Fiscal Cliff Notes

Fiscal Cliff Notes

“This is not a prediction, it is a certainty–there will be serious disruption in the world’s financial services industry…. It’s going to be ugly.” – The Times, London, 1999 (discussing the “Y2K” threat)

Years ago in the midst of another date-specific moment in time, the world became obsessed that planes would drop from the sky at midnight, ATM’s would freeze up and the power grid would shut down on January 1st.  The year was 1999 and after years of build-up around “Y2K,” the date-specific fear that computer systems across the globe would collapse – unable to handle the year shifting from ’99 to ’00 –  the world awoke to find little had changed as we began the new millennium.

As we reminisce, it is difficult not to draw parallels between the Y2K fears and investor behavior leading into the latest date-specific moment, the so-called “Fiscal Cliff” that began on January 1st.  In the aftermath of the intense 24-hour news cycle coverage and the ever-present ticking “Cliff Clock” on CNBC, the Fiscal Cliff of automatic tax hikes and spending cuts came and went in a dramatic fashion, but with little financial market impact to the New Year.

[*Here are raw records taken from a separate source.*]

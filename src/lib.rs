//! Gait-Event Detection Engine
//!
//! A pipeline that turns motion-capture marker trajectories (1D signal roles
//! sampled at a shared rate) into discrete heel-contact and toe-off events
//! using peak detection on derived signals, a pelvis-orientation
//! plausibility filter, and method-specific correction heuristics.
//!
//! # Design Philosophy
//!
//! - **Pure core**: every detection call is a deterministic function of its
//!   inputs. No I/O, no hidden state, no retained references, so batch
//!   processing across trials parallelizes trivially in the caller.
//! - **Fail-loud behavior**: a missing marker role or an invalid sampling
//!   rate is a typed error raised before any signal processing, never a
//!   silent lookup failure.
//! - **Soft degradation**: finding no events is an empty result, not an
//!   error; a toe-off with no preceding heel contact is logged and skipped.
//! - **Explicit parameters**: every threshold lives on a config struct that
//!   can be overridden per call.
//!
//! # Example
//!
//! ```ignore
//! use gait_events::{dispatch, DetectionConfig, DetectionMethod};
//! use gait_events::{CorrectionKind, MarkerTrajectory, SignalRole, Task};
//!
//! let mut traj = MarkerTrajectory::new();
//! traj.insert(SignalRole::HeelY, heel_height_samples)?;
//! traj.insert(SignalRole::ToeY, toe_height_samples)?;
//! // ... pelvis marker roles ...
//!
//! let events = dispatch(
//!     DetectionMethod::HeelToeHeight,
//!     &traj,
//!     100.0,
//!     Task::Walking,
//!     CorrectionKind::None,
//!     &DetectionConfig::default(),
//! )?;
//! if let Some((hc, to)) = events.first_cycle() {
//!     println!("first gait cycle: frames {hc} -> {to}");
//! }
//! ```

pub mod angle_filter;
pub mod assembly;
pub mod correction;
pub mod detection;
pub mod dispatch;
pub mod signal;
pub mod types;


pub use assembly::{assemble_marker_trajectories, SyncedTable};
pub use correction::CorrectionConfig;
pub use detection::{
    FootVelocityConfig, HeightEventConfig, MixEventConfig, SacrumDistanceConfig,
    VelocityCrossingConfig,
};
pub use dispatch::{dispatch, select_method, DetectionConfig, MarkerNaming};
pub use signal::Peak;
pub use types::{
    CorrectionKind, DetectionMethod, GaitError, GaitEventSet, GaitResult, MarkerTrajectory,
    SignalRole, Task,
};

While the markets proved clairvoyant in predicting that outcome – like Sand Hill, they are focused on the underlying economic improvements in the private sector and not the headline growth rates – we do enter 2013 with a new set of rules.  Although the tax compromise reached by lawmakers does eliminate tax hikes that were scheduled to go into effect on January 1st for 99% of households, it does have ramifications for the vast majority of our client partners.

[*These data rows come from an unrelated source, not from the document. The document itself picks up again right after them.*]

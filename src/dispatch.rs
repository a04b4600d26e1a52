//! Method selection and dispatch.
//!
//! `select_method` implements the marker-availability policy: true toe
//! markers allow the heel/toe height method, otherwise the mix method
//! substitutes the toe-to-pelvis distance. `dispatch` routes a call to the
//! matching detection algorithm with its parameters.
//!
//! Marker naming conventions are an explicit `MarkerNaming` record passed
//! into selection and assembly rather than module-level constants, so a
//! dataset with different labels configures the engine instead of patching
//! it.

use serde::{Deserialize, Serialize};

use crate::correction::CorrectionConfig;
use crate::detection::{
    foot_velocity, heel_toe_height, heel_toe_height_corrected, heel_toe_sacrum_distance,
    heel_toe_velocity, mix, FootVelocityConfig, HeightEventConfig, MixEventConfig,
    SacrumDistanceConfig, VelocityCrossingConfig,
};
use crate::types::{CorrectionKind, DetectionMethod, GaitEventSet, GaitResult, MarkerTrajectory, Task};

/// Marker label tokens for a capture session.
///
/// Matching is case-insensitive; the defaults follow the lab convention
/// (calcaneus, toe, second metatarsal, posterior superior iliac spine).
#[derive(Debug, Clone, Serialize, Deserialize)]
pub struct MarkerNaming {
    /// Token identifying a heel (calcaneus) marker.
    pub heel_token: String,
    /// Token identifying a true toe marker.
    pub toe_token: String,
    /// Token identifying the metatarsal substitute marker.
    pub metatarsal_token: String,
    /// Token identifying the pelvis markers.
    pub sacrum_token: String,
}

impl Default for MarkerNaming {
    fn default() -> Self {
        Self {
            heel_token: "CAL".to_string(),
            toe_token: "TOE".to_string(),
            metatarsal_token: "MT2".to_string(),
            sacrum_token: "PS2".to_string(),
        }
    }
}

/// Bundled per-method parameters for one dispatch call.
///
/// Defaults reproduce the validated thresholds; any field can be overridden
/// per call for sensitivity analysis.
#[derive(Debug, Clone, Default, Serialize, Deserialize)]
pub struct DetectionConfig {
    /// Heel/toe height method parameters.
    pub height: HeightEventConfig,
    /// Mix method parameters.
    pub mix: MixEventConfig,
    /// Pelvis-distance method parameters.
    pub sacrum_distance: SacrumDistanceConfig,
    /// Foot-velocity method parameters.
    pub foot_velocity: FootVelocityConfig,
    /// Velocity-crossing method parameters.
    pub velocity_crossing: VelocityCrossingConfig,
    /// Toe-off correction parameters.
    pub correction: CorrectionConfig,
}

/// Select a detection method from the available marker labels.
///
/// Returns `HeelToeHeight` when any label contains the toe token
/// (case-insensitive), `Mix` otherwise.
pub fn select_method<S: AsRef<str>>(marker_names: &[S], naming: &MarkerNaming) -> DetectionMethod {
    let toe_token = naming.toe_token.to_ascii_uppercase();
    let toe_available = marker_names
        .iter()
        .any(|name| name.as_ref().to_ascii_uppercase().contains(&toe_token));

    if toe_available {
        DetectionMethod::HeelToeHeight
    } else {
        DetectionMethod::Mix
    }
}

/// Route a detection call to the matching algorithm.
///
/// `task` is honored by the mix method only; `correction` by the corrected
/// height method only (plain `HeelToeHeight` always runs uncorrected). The
/// call is a pure function of its inputs: identical arguments yield
/// identical event sets.
pub fn dispatch(
    method: DetectionMethod,
    traj: &MarkerTrajectory,
    fs: f64,
    task: Task,
    correction: CorrectionKind,
    config: &DetectionConfig,
) -> GaitResult<GaitEventSet> {
    match method {
        DetectionMethod::HeelToeHeight => heel_toe_height(traj, fs, &config.height),
        DetectionMethod::HeelToeHeightCorrected => {
            heel_toe_height_corrected(traj, fs, correction, &config.height, &config.correction)
        }
        DetectionMethod::Mix => mix(traj, fs, task, &config.mix),
        DetectionMethod::HeelToeSacrumDistance => {
            heel_toe_sacrum_distance(traj, fs, &config.sacrum_distance)
        }
        DetectionMethod::FootVelocity => foot_velocity(traj, fs, &config.foot_velocity),
        DetectionMethod::HeelToeVelocity => heel_toe_velocity(traj, fs, &config.velocity_crossing),
    }
}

Specifically, some of the key provisions of the act that affect our clients include:

The “middle class” income threshold was reset: The “middle class” threshold was set at the higher level of $400K for individuals and $450K for those married and filing jointly. The tax brackets below the threshold were permanently set at 10%, 25%, 28%, and 33%, respectively, while rates for taxpayers above the threshold were increase from 35% to 39.6%.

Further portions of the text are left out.